SURAU.CO. Pernahkah kita merenung, berapa banyak waktu yang telah kita lewatkan begitu saja tanpa makna? Berapa banyak detik yang hilang dalam obrolan tak penting, scroll media sosial tanpa tujuan, atau sekadar rebahan tanpa arah? Padahal, waktu adalah anugerah yang tak ternilai, tetapi sering kali tidak kita sadari nilainya sampai ia pergi dan tak akan kembali.
Betapa banyak manusia yang menyesal bukan karena kekurangan harta, bukan pula karena kurang terkenal, tetapi karena menyia-nyiakan waktu yang pernah mereka miliki. Waktu adalah kesempatan, dan kesempatan tidak datang dua kali. Maka, sudah seharusnya kita membuka mata dan hati, lalu mulai menghargai setiap detik yang Allah berikan.
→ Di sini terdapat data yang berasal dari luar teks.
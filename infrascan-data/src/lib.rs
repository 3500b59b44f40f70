//! Geodata access for infrastructure discovery.
//!
//! Responsibilities:
//! - Build Overpass QL queries for an area of interest.
//! - Fetch and decode Overpass responses over HTTP.
//! - Retry failed fetches under a fixed-delay policy that honours
//!   cancellation.
//!
//! Boundaries:
//! - Do not classify or reshape elements (lives in `infrascan-core`).
//!
//! Invariants:
//! - No global mutable state; sources are `Send + Sync` and cheap to share.

#![forbid(unsafe_code)]

pub mod overpass;

pub use overpass::{
    DEFAULT_OVERPASS_URL, DEFAULT_USER_AGENT, ElementSource, FetchError, HttpOverpassSource,
    OverpassQuery, OverpassSourceConfig, RetryPolicy, SourceBuildError, SourceError,
    fetch_with_retry,
};
//! Filesystem helpers for CLI tests.

use camino::{Utf8Path, Utf8PathBuf};
use tempfile::TempDir;

pub(super) fn write_utf8(path: &Utf8Path, contents: &[u8]) {
    std::fs::write(path.as_std_path(), contents).expect("write test file");
}

pub(super) fn utf8_root(tmp: &TempDir) -> Utf8PathBuf {
    Utf8PathBuf::from_path_buf(tmp.path().to_path_buf()).expect("utf-8 workspace")
}
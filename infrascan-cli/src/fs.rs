//! Capability-based file access for CLI inputs.

use std::io::{self, Read};

use camino::Utf8Path;
use cap_std::{ambient_authority, fs_utf8};

/// Open the directory containing `path` and return it with the file name.
pub(crate) fn open_dir_and_file(path: &Utf8Path) -> io::Result<(fs_utf8::Dir, String)> {
    let parent = match path.parent() {
        Some(parent) if !parent.as_str().is_empty() => parent,
        _ => Utf8Path::new("."),
    };
    let file_name = path
        .file_name()
        .ok_or_else(|| io::Error::other("path should include a file name"))?
        .to_owned();
    let dir = fs_utf8::Dir::open_ambient_dir(parent, ambient_authority())?;
    Ok((dir, file_name))
}

/// Whether `path` exists and is a regular file.
pub(crate) fn file_is_file(path: &Utf8Path) -> io::Result<bool> {
    let (dir, name) = open_dir_and_file(path)?;
    dir.metadata(name.as_str()).map(|meta| meta.is_file())
}

/// Read a UTF-8 text file.
pub(crate) fn read_to_string(path: &Utf8Path) -> io::Result<String> {
    let mut file = fs_utf8::File::open_ambient(path, ambient_authority())?;
    let mut contents = String::new();
    file.read_to_string(&mut contents)?;
    Ok(contents)
}
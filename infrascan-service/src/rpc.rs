//! JSON bodies exchanged over the discovery RPC endpoint.

use serde::{Deserialize, Serialize};

use crate::discovery::{DiscoveryError, ErrorCode};

/// Path of the discovery RPC.
pub const DISCOVER_ASSETS_PATH: &str = "/rpc/discover-assets";
/// Path of the health probe.
pub const HEALTH_PATH: &str = "/health";
/// Service name reported by the health probe.
pub const SERVICE_NAME: &str = "infrastructure";
/// Status reported by a healthy server.
pub const SERVING: &str = "SERVING";

/// `DiscoverAssets` request body.
#[derive(Debug, Clone, PartialEq, Eq, Serialize, Deserialize)]
pub struct DiscoverAssetsRequest {
    /// `GeoJSON` polygon geometry, encoded as a string.
    #[serde(default)]
    pub aoi_geojson: String,
}

/// Error response body.
#[derive(Debug, Clone, PartialEq, Eq, Serialize, Deserialize)]
pub struct ErrorBody {
    /// Status code.
    pub code: ErrorCode,
    /// Caller-facing description.
    pub message: String,
}

impl ErrorBody {
    /// Body with an explicit code and message.
    #[must_use]
    pub fn new(code: ErrorCode, message: impl Into<String>) -> Self {
        Self {
            code,
            message: message.into(),
        }
    }
}

impl From<&DiscoveryError> for ErrorBody {
    fn from(error: &DiscoveryError) -> Self {
        Self::new(error.code(), error.to_string())
    }
}

/// Health probe response body.
#[derive(Debug, Clone, PartialEq, Eq, Serialize, Deserialize)]
pub struct HealthStatus {
    /// `SERVING` when the server accepts requests.
    pub status: String,
    /// Service name.
    pub service: String,
}

impl HealthStatus {
    /// The status a running server reports.
    #[must_use]
    pub fn serving() -> Self {
        Self {
            status: SERVING.to_owned(),
            service: SERVICE_NAME.to_owned(),
        }
    }

    /// Whether the status reports `SERVING`.
    #[must_use]
    pub fn is_serving(&self) -> bool {
        self.status == SERVING
    }
}

#[cfg(test)]
mod tests {
    use super::*;
    use rstest::rstest;
    use serde_json::json;

    #[rstest]
    fn health_body_matches_probe_contract() {
        let body = serde_json::to_value(HealthStatus::serving()).expect("serialises");
        assert_eq!(body, json!({"status": "SERVING", "service": "infrastructure"}));
    }

    #[rstest]
    #[case(ErrorCode::InvalidArgument, "INVALID_ARGUMENT")]
    #[case(ErrorCode::Internal, "INTERNAL")]
    #[case(ErrorCode::Cancelled, "CANCELLED")]
    fn error_codes_use_wire_names(#[case] code: ErrorCode, #[case] wire: &str) {
        let body = serde_json::to_value(ErrorBody::new(code, "boom")).expect("serialises");
        assert_eq!(body, json!({"code": wire, "message": "boom"}));
        assert_eq!(code.as_str(), wire);
    }

    #[rstest]
    fn missing_payload_decodes_as_empty() {
        let request: DiscoverAssetsRequest = serde_json::from_str("{}").expect("decodes");
        assert!(request.aoi_geojson.is_empty());
    }
}
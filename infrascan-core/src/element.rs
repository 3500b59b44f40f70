//! Raw geographic elements as reported by the upstream geodata source.

use std::collections::BTreeMap;
use std::fmt;

use geo::Coord;

/// `OpenStreetMap`-style free-form tags.
///
/// A `BTreeMap` keeps iteration order stable so derived properties serialise
/// identically across runs.
pub type Tags = BTreeMap<String, String>;

/// Element discriminator reported by the source.
#[derive(Debug, Clone, Copy, PartialEq, Eq, Hash, PartialOrd, Ord)]
pub enum ElementKind {
    /// A single located node.
    Node,
    /// An ordered chain of nodes.
    Way,
    /// A grouping of other elements.
    Relation,
    /// Any discriminator this crate does not recognise.
    Other,
}

impl ElementKind {
    /// Map a source type name (`"node"`, `"way"`, `"relation"`) to a kind.
    #[must_use]
    pub fn from_type_name(name: &str) -> Self {
        match name {
            "node" => Self::Node,
            "way" => Self::Way,
            "relation" => Self::Relation,
            _ => Self::Other,
        }
    }

    /// The source type name for this kind.
    #[must_use]
    pub const fn as_str(self) -> &'static str {
        match self {
            Self::Node => "node",
            Self::Way => "way",
            Self::Relation => "relation",
            Self::Other => "other",
        }
    }
}

impl fmt::Display for ElementKind {
    fn fmt(&self, f: &mut fmt::Formatter<'_>) -> fmt::Result {
        f.write_str(self.as_str())
    }
}

/// A single feature fetched from the source, before classification.
///
/// Coordinates use `x = longitude` and `y = latitude`.
///
/// # Examples
///
/// ```
/// use geo::Coord;
/// use infrascan_core::{ElementKind, RawElement, Tags};
///
/// let tags = Tags::from([("amenity".to_owned(), "hospital".to_owned())]);
/// let node = RawElement::node(7, Coord { x: 0.5, y: 0.5 }, tags);
/// assert_eq!(node.kind, ElementKind::Node);
/// assert_eq!(node.tag("amenity"), Some("hospital"));
/// ```
#[derive(Debug, Clone, PartialEq)]
pub struct RawElement {
    /// Element discriminator.
    pub kind: ElementKind,
    /// Source identifier, unique per kind.
    pub id: i64,
    /// Location of a node; `None` for ways and relations.
    pub location: Option<Coord<f64>>,
    /// Ordered vertices of a way; empty for nodes and relations.
    pub geometry: Vec<Coord<f64>>,
    /// Free-form tags.
    pub tags: Tags,
}

impl RawElement {
    /// A node at `location`.
    #[must_use]
    pub const fn node(id: i64, location: Coord<f64>, tags: Tags) -> Self {
        Self {
            kind: ElementKind::Node,
            id,
            location: Some(location),
            geometry: Vec::new(),
            tags,
        }
    }

    /// A way through `geometry`, in order.
    #[must_use]
    pub const fn way(id: i64, geometry: Vec<Coord<f64>>, tags: Tags) -> Self {
        Self {
            kind: ElementKind::Way,
            id,
            location: None,
            geometry,
            tags,
        }
    }

    /// A relation carrying only tags.
    #[must_use]
    pub const fn relation(id: i64, tags: Tags) -> Self {
        Self {
            kind: ElementKind::Relation,
            id,
            location: None,
            geometry: Vec::new(),
            tags,
        }
    }

    /// Look up a tag, treating empty values as absent.
    #[must_use]
    pub fn tag(&self, key: &str) -> Option<&str> {
        tag_value(&self.tags, key)
    }
}

/// Look up `key` in `tags`, treating empty values as absent.
pub(crate) fn tag_value<'a>(tags: &'a Tags, key: &str) -> Option<&'a str> {
    tags.get(key)
        .map(String::as_str)
        .filter(|value| !value.is_empty())
}

#[cfg(test)]
mod tests {
    use super::*;
    use rstest::rstest;

    #[rstest]
    #[case("node", ElementKind::Node)]
    #[case("way", ElementKind::Way)]
    #[case("relation", ElementKind::Relation)]
    #[case("area", ElementKind::Other)]
    fn parses_type_names(#[case] name: &str, #[case] expected: ElementKind) {
        assert_eq!(ElementKind::from_type_name(name), expected);
    }

    #[rstest]
    fn empty_tag_values_read_as_absent() {
        let tags = Tags::from([
            ("building".to_owned(), String::new()),
            ("highway".to_owned(), "primary".to_owned()),
        ]);
        let way = RawElement::way(1, Vec::new(), tags);
        assert_eq!(way.tag("building"), None);
        assert_eq!(way.tag("highway"), Some("primary"));
        assert_eq!(way.tag("railway"), None);
    }
}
Waktu Luang, Nikmat yang Sering Terlalaikan
Rasulullah ﷺ pernah bersabda bahwa dua nikmat sering dilalaikan manusia: kesehatan dan waktu luang. Kita baru merasakan betapa berharganya dua hal itu ketika sudah kehilangan salah satunya. Allah subhanahu wa ta’ala telah menggambarkan penyesalan orang-orang yang telah meninggal dunia.
Dalam Al-Qur’an, Allah berfirman: “Dan belanjakanlah sebagian dari apa yang telah Kami berikan kepadamu sebelum kematian datang kepada salah seorang di antara kamu; lalu dia berkata, ‘Ya Tuhanku, sekiranya Engkau berkenan menangguhkan (kematian)ku sedikit waktu lagi, maka aku dapat bersedekah dan aku termasuk orang-orang yang shalih.'” (QS. Al-Munafiqun: 10)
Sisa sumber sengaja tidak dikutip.